Task directions = For each line in the records that contains "Failing", make a copy.
↓
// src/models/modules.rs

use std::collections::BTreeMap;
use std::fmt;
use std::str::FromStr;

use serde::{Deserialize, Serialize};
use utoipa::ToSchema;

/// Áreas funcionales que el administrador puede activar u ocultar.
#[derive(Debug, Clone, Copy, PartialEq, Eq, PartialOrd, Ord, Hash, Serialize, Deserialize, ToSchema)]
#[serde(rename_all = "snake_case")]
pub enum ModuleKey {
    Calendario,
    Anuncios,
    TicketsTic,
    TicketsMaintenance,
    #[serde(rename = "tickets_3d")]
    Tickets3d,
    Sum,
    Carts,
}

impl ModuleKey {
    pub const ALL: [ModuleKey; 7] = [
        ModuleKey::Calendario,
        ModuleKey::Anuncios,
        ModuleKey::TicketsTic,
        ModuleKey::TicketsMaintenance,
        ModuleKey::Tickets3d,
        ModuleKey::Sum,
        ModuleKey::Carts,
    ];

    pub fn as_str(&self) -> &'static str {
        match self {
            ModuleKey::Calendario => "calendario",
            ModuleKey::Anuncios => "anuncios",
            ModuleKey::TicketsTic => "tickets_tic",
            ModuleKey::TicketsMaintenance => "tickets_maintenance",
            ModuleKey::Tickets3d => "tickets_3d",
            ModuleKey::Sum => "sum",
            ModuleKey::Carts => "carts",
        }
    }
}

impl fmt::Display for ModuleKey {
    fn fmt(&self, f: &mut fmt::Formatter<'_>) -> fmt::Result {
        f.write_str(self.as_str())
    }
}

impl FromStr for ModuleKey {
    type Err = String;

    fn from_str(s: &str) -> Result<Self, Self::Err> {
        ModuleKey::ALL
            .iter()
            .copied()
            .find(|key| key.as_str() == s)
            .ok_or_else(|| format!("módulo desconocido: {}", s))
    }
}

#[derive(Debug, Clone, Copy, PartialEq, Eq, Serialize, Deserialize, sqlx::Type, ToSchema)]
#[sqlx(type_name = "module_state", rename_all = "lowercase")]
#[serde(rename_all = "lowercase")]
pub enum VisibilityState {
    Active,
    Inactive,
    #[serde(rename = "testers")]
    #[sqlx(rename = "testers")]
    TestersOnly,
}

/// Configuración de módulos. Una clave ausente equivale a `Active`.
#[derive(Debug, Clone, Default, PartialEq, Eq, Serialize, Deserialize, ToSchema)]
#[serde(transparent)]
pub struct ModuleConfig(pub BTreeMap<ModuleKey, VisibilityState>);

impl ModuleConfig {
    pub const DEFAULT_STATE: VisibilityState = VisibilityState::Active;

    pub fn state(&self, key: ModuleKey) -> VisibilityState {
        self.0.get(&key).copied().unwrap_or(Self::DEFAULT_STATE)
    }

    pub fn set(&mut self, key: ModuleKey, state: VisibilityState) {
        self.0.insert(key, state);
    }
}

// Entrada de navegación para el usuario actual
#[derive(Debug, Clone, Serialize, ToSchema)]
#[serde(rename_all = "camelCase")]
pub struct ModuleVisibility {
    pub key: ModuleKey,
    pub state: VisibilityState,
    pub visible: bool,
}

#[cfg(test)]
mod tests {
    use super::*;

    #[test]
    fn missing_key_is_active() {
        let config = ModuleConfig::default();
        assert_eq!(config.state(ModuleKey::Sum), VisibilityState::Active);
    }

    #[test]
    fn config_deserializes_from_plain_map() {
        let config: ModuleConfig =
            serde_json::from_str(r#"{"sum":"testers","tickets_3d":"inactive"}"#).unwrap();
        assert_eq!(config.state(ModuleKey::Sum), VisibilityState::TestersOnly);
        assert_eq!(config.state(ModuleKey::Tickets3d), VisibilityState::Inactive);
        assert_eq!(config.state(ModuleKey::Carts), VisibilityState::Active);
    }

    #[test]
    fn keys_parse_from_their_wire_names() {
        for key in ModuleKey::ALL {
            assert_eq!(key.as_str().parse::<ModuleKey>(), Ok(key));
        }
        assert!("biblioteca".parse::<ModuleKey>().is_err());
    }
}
↑
↓
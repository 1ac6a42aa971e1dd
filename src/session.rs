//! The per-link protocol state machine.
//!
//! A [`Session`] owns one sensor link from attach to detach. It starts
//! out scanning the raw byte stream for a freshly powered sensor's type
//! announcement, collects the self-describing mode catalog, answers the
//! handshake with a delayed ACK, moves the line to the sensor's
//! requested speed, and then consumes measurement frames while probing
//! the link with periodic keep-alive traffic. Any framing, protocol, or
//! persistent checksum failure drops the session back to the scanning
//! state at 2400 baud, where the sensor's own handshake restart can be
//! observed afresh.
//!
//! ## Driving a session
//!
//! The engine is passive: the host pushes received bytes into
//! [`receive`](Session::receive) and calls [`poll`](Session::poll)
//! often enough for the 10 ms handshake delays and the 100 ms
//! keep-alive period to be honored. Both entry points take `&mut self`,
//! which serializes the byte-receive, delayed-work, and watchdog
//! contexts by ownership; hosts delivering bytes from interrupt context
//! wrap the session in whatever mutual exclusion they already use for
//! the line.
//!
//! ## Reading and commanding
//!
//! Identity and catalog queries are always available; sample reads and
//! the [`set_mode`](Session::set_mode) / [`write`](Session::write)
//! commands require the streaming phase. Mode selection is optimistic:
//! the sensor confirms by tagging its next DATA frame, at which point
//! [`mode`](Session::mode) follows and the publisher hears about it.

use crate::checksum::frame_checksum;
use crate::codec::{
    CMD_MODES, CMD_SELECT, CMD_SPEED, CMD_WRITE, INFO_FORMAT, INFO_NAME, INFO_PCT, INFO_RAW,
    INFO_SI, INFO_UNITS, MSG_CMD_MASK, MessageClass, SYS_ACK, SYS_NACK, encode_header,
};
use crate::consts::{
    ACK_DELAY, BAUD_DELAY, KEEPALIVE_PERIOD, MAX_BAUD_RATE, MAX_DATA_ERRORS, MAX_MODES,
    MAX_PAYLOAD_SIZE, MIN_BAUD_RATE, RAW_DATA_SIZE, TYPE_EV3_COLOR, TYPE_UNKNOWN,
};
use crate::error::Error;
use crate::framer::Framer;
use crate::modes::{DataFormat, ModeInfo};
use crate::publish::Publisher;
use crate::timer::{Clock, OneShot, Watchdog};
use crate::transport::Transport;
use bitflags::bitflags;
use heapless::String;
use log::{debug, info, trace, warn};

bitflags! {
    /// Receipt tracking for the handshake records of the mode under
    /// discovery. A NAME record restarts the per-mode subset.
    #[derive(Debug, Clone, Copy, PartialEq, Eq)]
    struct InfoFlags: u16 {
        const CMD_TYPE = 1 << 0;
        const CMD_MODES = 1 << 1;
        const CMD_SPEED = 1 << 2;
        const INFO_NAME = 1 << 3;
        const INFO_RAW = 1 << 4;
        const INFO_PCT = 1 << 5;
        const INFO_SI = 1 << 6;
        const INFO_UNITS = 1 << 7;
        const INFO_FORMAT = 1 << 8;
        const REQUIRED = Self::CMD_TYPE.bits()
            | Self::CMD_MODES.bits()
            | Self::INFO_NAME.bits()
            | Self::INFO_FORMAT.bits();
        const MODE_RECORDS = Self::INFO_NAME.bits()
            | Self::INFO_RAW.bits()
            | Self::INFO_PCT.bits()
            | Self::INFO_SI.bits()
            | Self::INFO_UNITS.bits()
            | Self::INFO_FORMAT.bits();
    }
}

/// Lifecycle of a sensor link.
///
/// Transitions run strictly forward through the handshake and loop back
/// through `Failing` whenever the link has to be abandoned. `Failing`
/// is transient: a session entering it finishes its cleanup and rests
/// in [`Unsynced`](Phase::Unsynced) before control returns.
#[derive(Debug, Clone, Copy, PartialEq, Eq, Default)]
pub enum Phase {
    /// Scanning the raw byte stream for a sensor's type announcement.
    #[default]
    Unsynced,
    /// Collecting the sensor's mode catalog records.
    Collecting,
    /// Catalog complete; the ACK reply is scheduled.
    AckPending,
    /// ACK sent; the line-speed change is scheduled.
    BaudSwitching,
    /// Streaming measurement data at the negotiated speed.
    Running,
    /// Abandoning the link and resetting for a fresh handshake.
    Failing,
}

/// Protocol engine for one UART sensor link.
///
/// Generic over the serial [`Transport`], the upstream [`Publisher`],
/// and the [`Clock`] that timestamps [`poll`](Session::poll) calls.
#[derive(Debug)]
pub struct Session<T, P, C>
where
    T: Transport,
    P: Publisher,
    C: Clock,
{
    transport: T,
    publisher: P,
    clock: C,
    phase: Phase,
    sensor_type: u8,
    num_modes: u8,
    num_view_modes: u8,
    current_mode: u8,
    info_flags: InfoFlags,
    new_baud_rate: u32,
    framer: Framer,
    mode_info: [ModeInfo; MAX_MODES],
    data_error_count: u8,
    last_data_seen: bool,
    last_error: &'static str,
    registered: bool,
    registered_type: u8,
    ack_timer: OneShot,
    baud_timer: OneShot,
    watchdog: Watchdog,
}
↑
↓
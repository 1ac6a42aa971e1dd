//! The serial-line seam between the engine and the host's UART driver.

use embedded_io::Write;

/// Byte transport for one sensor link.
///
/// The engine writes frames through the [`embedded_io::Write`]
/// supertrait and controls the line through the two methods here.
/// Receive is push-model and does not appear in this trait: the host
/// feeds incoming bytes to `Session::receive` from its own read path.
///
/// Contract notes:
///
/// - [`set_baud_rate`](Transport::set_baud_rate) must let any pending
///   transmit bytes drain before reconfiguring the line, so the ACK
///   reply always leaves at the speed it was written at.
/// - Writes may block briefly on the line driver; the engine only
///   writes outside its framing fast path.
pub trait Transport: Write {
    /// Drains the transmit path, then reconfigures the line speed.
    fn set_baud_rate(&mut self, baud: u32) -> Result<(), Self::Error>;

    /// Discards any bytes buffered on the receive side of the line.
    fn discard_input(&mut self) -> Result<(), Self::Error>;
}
↑
Answer space =
/// through `Failing` whenever the link has to be abandoned. `Failing`
    Failing,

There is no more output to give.